Periodontal diseases range from simple gum inflammation to serious disease that results in major damage to the soft tissue and bone that support the teeth. In the worst cases, teeth are lost. Whether your gum disease is stopped, slowed, or gets worse depends a great deal on how well you care for your teeth and gums every day, from this point forward.
Our mouths are full of bacteria. These bacteria, along with mucus and other particles, constantly form a sticky, colorless "plaque" on teeth. Brushing and flossing help get rid of plaque. Plaque that is not removed can harden and form "tartar" that brushing doesn't clean. Only a professional cleaning by a dentist or dental hygienist can remove tartar.
The longer plaque and tartar are on teeth, the more harmful they become. The bacteria cause inflammation of the gums that is called "gingivitis." In gingivitis, the gums become red, swollen and can bleed easily. Gingivitis is a mild form of gum disease that can usually be reversed with daily brushing and flossing, and regular cleaning by a dentist or dental hygienist. This form of gum disease does not include any loss of bone and tissue that hold teeth in place.
When gingivitis is not treated, it can advance to "periodontitis" (which means "inflammation around the tooth.") In periodontitis, gums pull away from the teeth and form spaces (called "pockets") that become infected. The body's immune system fights the bacteria as the plaque spreads and grows below the gum line. Bacterial toxins and the body's natural response to infection start to break down the bone and connective tissue that hold teeth in place. If not treated, the bones, gums, and tissue that support the teeth are destroyed. The teeth may eventually become loose and have to be removed.
- Need another reason to quit smoking? Smoking is one of the most significant risk factors associated with the development of gum disease. Additionally, smoking can lower the chances for successful treatment.
- Hormonal changes in girls/women.
- These changes can make gums more sensitive and make it easier for gingivitis to develop.
- People with diabetes are at higher risk for developing infections, including gum disease.
- Other illnesses.
- Diseases like cancer or AIDS and their treatments can also negatively affect the health of gums.
- There are hundreds of prescription and over the counter medications that can reduce the flow of saliva, which has a protective effect on the mouth. Without enough saliva, the mouth is vulnerable to infections such as gum disease. And some medications can cause abnormal overgrowth of the gum tissue; this can make it difficult to keep gums clean.
- Genetic susceptibility.
- Some people are more prone to severe gum disease than others.

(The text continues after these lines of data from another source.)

impl Session {
    pub fn new(config: SessionConfig) -> Self {
        Self {
            config,
            state: State::NotStarted,
            last_diagnostics: None,
            cancel: CancelHandle::default(),
        }
    }

    /// Start a session, run `f` with it, and stop it on every exit path.
    ///
    /// The interpreter is stopped before an error from `f` is returned, and
    /// on unwind through `Drop`. An error from `f` takes precedence over an
    /// error from stopping.
    pub fn scoped<T, E, F>(config: SessionConfig, f: F) -> Result<T, E>
    where
        F: FnOnce(&mut Session) -> Result<T, E>,
        E: From<SessionError>,
    {
        let mut session = Session::new(config);
        session.start()?;

        let result = f(&mut session);
        let stopped = if session.is_running() {
            session.stop()
        } else {
            Ok(())
        };

        match (result, stopped) {
            (Err(e), _) => Err(e),
            (Ok(_), Err(e)) => Err(e.into()),
            (Ok(value), Ok(())) => Ok(value),
        }
    }

    pub fn config(&self) -> &SessionConfig {
        &self.config
    }

    pub fn state(&self) -> SessionState {
        match self.state {
            State::NotStarted => SessionState::NotStarted,
            State::Running(_) => SessionState::Running,
            State::Stopped => SessionState::Stopped,
        }
    }

    pub fn is_running(&self) -> bool {
        matches!(self.state, State::Running(_))
    }

    /// OS process id of the interpreter, while running.
    pub fn pid(&self) -> Option<u32> {
        match &self.state {
            State::Running(interp) => Some(interp.child.id()),
            _ => None,
        }
    }

    /// Stderr text recorded by the most recent eval, start/end markers
    /// removed. After a failure it still holds the delimited error message.
    pub fn last_diagnostics(&self) -> Option<&str> {
        self.last_diagnostics.as_deref()
    }

    /// Handle for cancelling the in-flight eval from another thread.
    pub fn cancel_handle(&self) -> CancelHandle {
        self.cancel.clone()
    }

    /// Spawn the interpreter with all three standard streams piped.
    pub fn start(&mut self) -> Result<(), SessionError> {
        if self.is_running() {
            return Err(SessionError::AlreadyRunning);
        }

        info!("Starting interpreter: {}", self.config.command_line());

        let mut child = Command::new(&self.config.executable)
            .args(&self.config.args)
            .stdin(Stdio::piped())
            .stdout(Stdio::piped())
            .stderr(Stdio::piped())
            .spawn()
            .map_err(|source| SessionError::Spawn {
                executable: self.config.executable.clone(),
                source,
            })?;

        let interp = match attach_pipes(&mut child) {
            Ok((stdin, stdout, stderr)) => Interpreter {
                child,
                stdin,
                stdout,
                stderr,
                stdout_residue: Vec::new(),
                stderr_residue: Vec::new(),
            },
            Err(e) => {
                // Never leave an unowned child behind
                let _ = child.kill();
                let _ = child.wait();
                return Err(e.into());
            }
        };

        debug!(pid = interp.child.id(), "Interpreter started");
        self.state = State::Running(interp);
        Ok(())
    }

    /// Ask the interpreter to exit, kill it after the stop timeout, and reap
    /// it in either case.
    ///
    /// The session is `Stopped` afterwards even when an error is returned.
    pub fn stop(&mut self) -> Result<(), SessionError> {
        let interp = match std::mem::replace(&mut self.state, State::Stopped) {
            State::Running(interp) => interp,
            other => {
                self.state = other;
                return Err(SessionError::NotRunning);
            }
        };

        let status = interp.shutdown(self.config.stop_timeout())?;
        info!("Interpreter stopped ({})", describe_exit(status.code()));
        Ok(())
    }

    /// Evaluate `command` and return its result text.
    ///
    /// Multi-command scripts are allowed; the result is whatever the script
    /// printed to stdout followed by the value of its last command.
    pub fn eval(&mut self, command: &str) -> Result<Outcome, SessionError> {
        let interp = match &mut self.state {
            State::Running(interp) => interp,
            _ => return Err(SessionError::NotRunning),
        };

        let frame = Frame::new(command, self.config.marker_len());
        debug!(command, "Evaluating");

        if let Err(e) = interp.send(&frame) {
            return Err(interp.diagnose_write_failure(e));
        }

        let deadline = self.config.eval_timeout().map(|after| (Instant::now() + after, after));
        let drained = interp.drain(&frame, &self.cancel, self.config.poll_interval(), deadline);
        self.cancel.reset();

        let (stdout_raw, stderr_raw) = match drained {
            Ok(buffers) => buffers,
            Err(DrainAbort::Error(e)) => {
                error!(command, "Eval aborted: {}", e);
                return Err(e);
            }
            Err(DrainAbort::Cancelled) => {
                let (stdout, stderr) = interp.partial_buffers();
                warn!(
                    command,
                    stdout = %stdout,
                    stderr = %stderr,
                    "Eval interrupted; killing interpreter"
                );
                self.poison();
                return Err(SessionError::Interrupted {
                    command: command.to_string(),
                    stdout,
                    stderr,
                });
            }
            Err(DrainAbort::TimedOut(after)) => {
                warn!(command, "Eval timed out after {:?}; killing interpreter", after);
                self.poison();
                return Err(SessionError::Timeout {
                    command: command.to_string(),
                    after,
                });
            }
        };

        debug!(
            stdout = stdout_raw.len(),
            stderr = stderr_raw.len(),
            "Drained both streams"
        );
        let outcome = self.conclude(&frame, &stdout_raw, &stderr_raw);
        Ok(outcome)
    }

    /// [`eval`](Self::eval), then split the result as a flat list.
    pub fn eval_list(&mut self, command: &str) -> Result<Outcome<Vec<String>>, SessionError> {
        Ok(self.eval(command)?.try_map(|text| codec::parse_list(&text))?)
    }

    /// [`eval`](Self::eval), then split the result recursively; see
    /// [`codec::parse_nested`].
    pub fn eval_nested(
        &mut self,
        command: &str,
        levels: Option<usize>,
    ) -> Result<Outcome<Value>, SessionError> {
        Ok(self
            .eval(command)?
            .try_map(|text| codec::parse_nested(&text, levels))?)
    }

    /// Strip markers, record diagnostics, classify and report.
    fn conclude(&mut self, frame: &Frame, stdout_raw: &[u8], stderr_raw: &[u8]) -> Outcome {
        let command = frame.command();
        let stripped = frame
            .strip_stdout(stdout_raw)
            .and_then(|out| frame.strip_stderr(stderr_raw).map(|err| (out, err)));

        let (stdout, stderr) = match stripped {
            Ok(pair) => pair,
            Err(reason) => {
                error!(command, "Protocol violation: {}", reason);
                self.last_diagnostics = Some(String::from_utf8_lossy(stderr_raw).into_owned());
                return Outcome::ProtocolViolation { reason };
            }
        };

        if stdout.discarded > 0 || stderr.discarded > 0 {
            debug!(
                stdout = stdout.discarded,
                stderr = stderr.discarded,
                "Dropped bytes preceding the start markers"
            );
        }

        let outcome = frame.classify(stdout.text, &stderr.text);
        match &outcome {
            Outcome::Success(_) if !stderr.text.is_empty() => {
                warn!(command, "Command wrote to stderr: {:?}", stderr.text);
            }
            Outcome::Failure {
                message,
                diagnostics,
            } => {
                if !diagnostics.is_empty() {
                    warn!(command, "Command wrote to stderr: {:?}", diagnostics);
                }
                debug!(command, "Command failed: {}", message);
            }
            Outcome::ProtocolViolation { reason } => {
                error!(command, "Protocol violation: {}", reason);
            }
            Outcome::Success(_) => {}
        }

        self.last_diagnostics = Some(stderr.text);
        outcome
    }

    /// Kill and reap after an aborted drain. The session ends `Stopped`.
    fn poison(&mut self) {
        if let State::Running(interp) = std::mem::replace(&mut self.state, State::Stopped) {
            if let Err(e) = interp.kill() {
                error!("Failed to reap interpreter after abort: {}", e);
            }
        }
    }
}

Symptoms of gum disease include:
- Bad breath that won't go away
- Red or swollen gums
- Tender or bleeding gums
- Painful chewing
- Loose teeth
- Sensitive teeth
- Receding gums or longer appearing teeth
How can I keep my teeth and gums healthy?
- Brush your teeth twice a day (with a fluoride toothpaste).
- Floss regularly to remove plaque from between teeth.
- Use an antiseptic mouthrinse.
- Visit the dentist routinely for a check-up and professional cleaning.
- Don't smoke!
The goals of gum disease treatment are to promote reattachment of healthy gums to teeth; reduce swelling, the depth of pockets, and the risk of infection; and to stop disease progression. Treatment options depend on the stage of disease, how you may have responded to earlier treatments, and your overall health. Options range from nonsurgical therapies that control bacterial growth to surgery to restore supportive tissues.